Queensland, which also has lockout laws in place, plans to tighten the noose from July next year; 1:30am last drinks in all bars and pubs, a 1:00am lockout at all venues and a ban of rapid-consumption drinks, such as shots, from midnight. Yet hope remains for residents of other states. Perth has increased the opening times of pubs and clubs on a Sunday to accommodate the push towards a seven day economy.
“The magic you feel on the weekend in cities like London, New York, Melbourne, Paris, Buenos Aires, Hong Kong and Berlin just does not exist in Sydney anymore. The streets seem empty. Instead of feeling safer the city now feels eerie and unsettling,” says Tyson Koh, a spokesperson for Keep Sydney Open, whose role is to connect the public, stakeholders and lawmakers together in the hope of finding a better way forward.
“People are angry about having Sydney turn into a retirement village, so Keep Sydney Open has evolved from representing musicians and venues to also being a group the public can get behind.” Reclaim the Streets; a global movement that began in the UK, now holds “empowering” protest festivals that combat the “draconian” Sydney lockout laws that Loch says were created through “a manufactured moral panic”.
Thousands attended a rally organised by Reclaim last weekend, claiming that regular Sydneysiders had been “locked out” of their city by excessive rents and late-night curfews.
“We should have used a curfew as a last resort.

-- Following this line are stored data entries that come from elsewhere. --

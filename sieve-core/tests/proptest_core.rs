//! Property-based tests for core components using proptest.

use proptest::prelude::*;

use chrono::{TimeZone, Utc};
use sieve_core::config::ModelsConfig;
use sieve_core::filter::partition;
use sieve_core::scorer::parse_score;
use sieve_core::sink::derive_filename;
use sieve_core::tokens::{ProfileTokenizers, segment_words};
use sieve_core::types::ModelProfile;

// --- Slice partitioning ---

proptest! {
    #[test]
    fn partition_covers_all_items_contiguously(len in 0usize..5_000, workers in 1usize..64) {
        let slices = partition(len, workers);
        prop_assert_eq!(slices.len(), workers);
        prop_assert_eq!(slices.iter().map(|r| r.len()).sum::<usize>(), len);

        let mut next = 0;
        for slice in &slices {
            prop_assert_eq!(slice.start, next);
            next = slice.end;
        }
        prop_assert_eq!(next, len);
    }

    #[test]
    fn partition_remainder_lands_in_last_slice(len in 0usize..5_000, workers in 1usize..64) {
        let slices = partition(len, workers);
        let base = len / workers;
        for slice in &slices[..workers - 1] {
            prop_assert_eq!(slice.len(), base);
        }
        prop_assert_eq!(slices[workers - 1].len(), base + len % workers);
    }
}

// --- Judge output parsing ---

proptest! {
    #[test]
    fn score_in_range_parses(score in 0u8..=4, prefix in "[a-zA-Z :]{0,12}") {
        let parsed = parse_score(&format!("{prefix}{score}")).unwrap();
        prop_assert_eq!(parsed.value(), score);
    }

    #[test]
    fn score_out_of_range_is_rejected(score in 5u64..1_000_000) {
        prop_assert!(parse_score(&score.to_string()).is_err());
    }

    #[test]
    fn negative_score_is_rejected(score in 1i64..1_000_000, prefix in "[a-zA-Z :]{0,12}") {
        let input = format!("{prefix}-{score}");
        prop_assert!(parse_score(&input).is_err());
    }

    #[test]
    fn fractional_score_is_rejected(whole in 0u8..=4, frac in 1u32..1_000) {
        let input = format!("{whole}.{frac}");
        prop_assert!(parse_score(&input).is_err());
    }

    #[test]
    fn echoed_range_is_skipped(score in 0u8..=4) {
        let parsed = parse_score(&format!("Rating (0-4): {score}")).unwrap();
        prop_assert_eq!(parsed.value(), score);
    }

    #[test]
    fn response_without_digits_is_rejected(response in "[a-zA-Z .,!?]{0,40}") {
        prop_assert!(parse_score(&response).is_err());
    }
}

// --- Word segmentation ---

proptest! {
    #![proptest_config(ProptestConfig::with_cases(64))]

    #[test]
    fn segments_preserve_words_and_respect_limit(
        words in proptest::collection::vec("[a-z]{1,8}", 0..200),
        limit in 8usize..64,
    ) {
        let tokenizers = ProfileTokenizers::new(&ModelsConfig::default()).unwrap();
        let text = words.join(" ");
        let segments = segment_words(&text, limit, &tokenizers, ModelProfile::Smart);

        let rejoined: Vec<String> = segments
            .iter()
            .flat_map(|s| s.split_whitespace().map(str::to_string))
            .collect();
        prop_assert_eq!(rejoined, words);
        for segment in &segments {
            prop_assert!(tokenizers.count(segment, ModelProfile::Smart) <= limit);
        }
    }
}

// --- Result filenames ---

proptest! {
    #[test]
    fn derived_filename_is_safe(question in "\\PC{0,80}") {
        let at = Utc.with_ymd_and_hms(2024, 1, 2, 3, 4, 5).unwrap();
        let name = derive_filename(&question, at);
        prop_assert!(name.ends_with("_20240102_030405.txt"));
        prop_assert!(!name.contains('/'));
        prop_assert!(!name.contains(' '));
    }
}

Instead it was the first,” Loch said.
“They disproportionately punish young people, musicians and DJ’s. We lost at least 30 venues in Kings Cross and Oxford Street. One particularly well-liked dingy queer bar, Phoenix, hadn’t had an issue in the entire time it was operating.”
“After the lockouts the owner decided it was no longer financially viable. Phoenix was refurbished as a high-end food venue, but there was a brawl on opening night.”
The laws, introduced in 2013 were designed to make the streets safer, not to stop people from going out completely. They were implemented following the separate one-punch deaths of two young men, Thomas Kelly and Daniel Christie. Both were simply looking for a night out in Sydney’s infamous Kings Cross and never made it home.
Following the deaths, a cacophony of voices, including the victims’ distraught parents, called for something to be done to end of the “scourge of violence” staining Sydney’s once-safe streets. Pushing back against these voices, many commentators and politicians labelled the reaction a moral panic - a solution to a problem that had been greatly exaggerated.
“It was a classic moral panic,” NSW senator David Leyonhjelm said. “There’s no question it’s a sort of collective punishment for the guilt of individuals.”
Koh believes that the issue of alcohol-fuelled violence was exaggerated by the NSW government, pointing to figures which show violence was at a 10-year low before lockout laws were installed by then-NSW premier Barry O’Farrell.
Others who opposed the laws claimed that they simply weren’t a solution at all. Chief among their concerns was that the laws would either make people angry when the taps ran dry at 1.30am, or that violence would simply move elsewhere.
The chance of violence occurring at 3am - when all partygoers are suddenly pushed onto the streets - has been an ongoing fear.
The restrictions have pushed revellers to the city’s outer suburbs, where locals say revellers clash with the area’s LGBT community. At last weekend’s Reclaim rally, thousands of inner-west residents took to the streets demanding changes to the laws, claiming alcohol-fuelled violence had simply been pushed out of the CBD and out of mind.
“Wanting to tackle violence is a worthy cause,” says Koh, “but these laws have not done that. They have moved alcohol-fuelled assaults to the eastern and inner-western suburbs, and because the curfew addresses the wrong end of the problem, the areas that have lockouts are still riddled with violence and sexual assaults.”
Some venues on King Street and Enmore Road in Newtown have enacted their own voluntary lockouts to keep the violence from their doorstep and other suburbs surrounding the city centre are also feeling the impact.
According to the Bureau of Crime Statistics and Research (BOSCAR), the likes of Surry Hills, Redfern and Pyrmont have recorded a rise in crime since the inception of the new laws. A review in early 2015 found assault rates had dropped by 40% in Kings Cross and 26% in the CBD, but had risen slightly near the Star casino, where the lockout laws do not reach.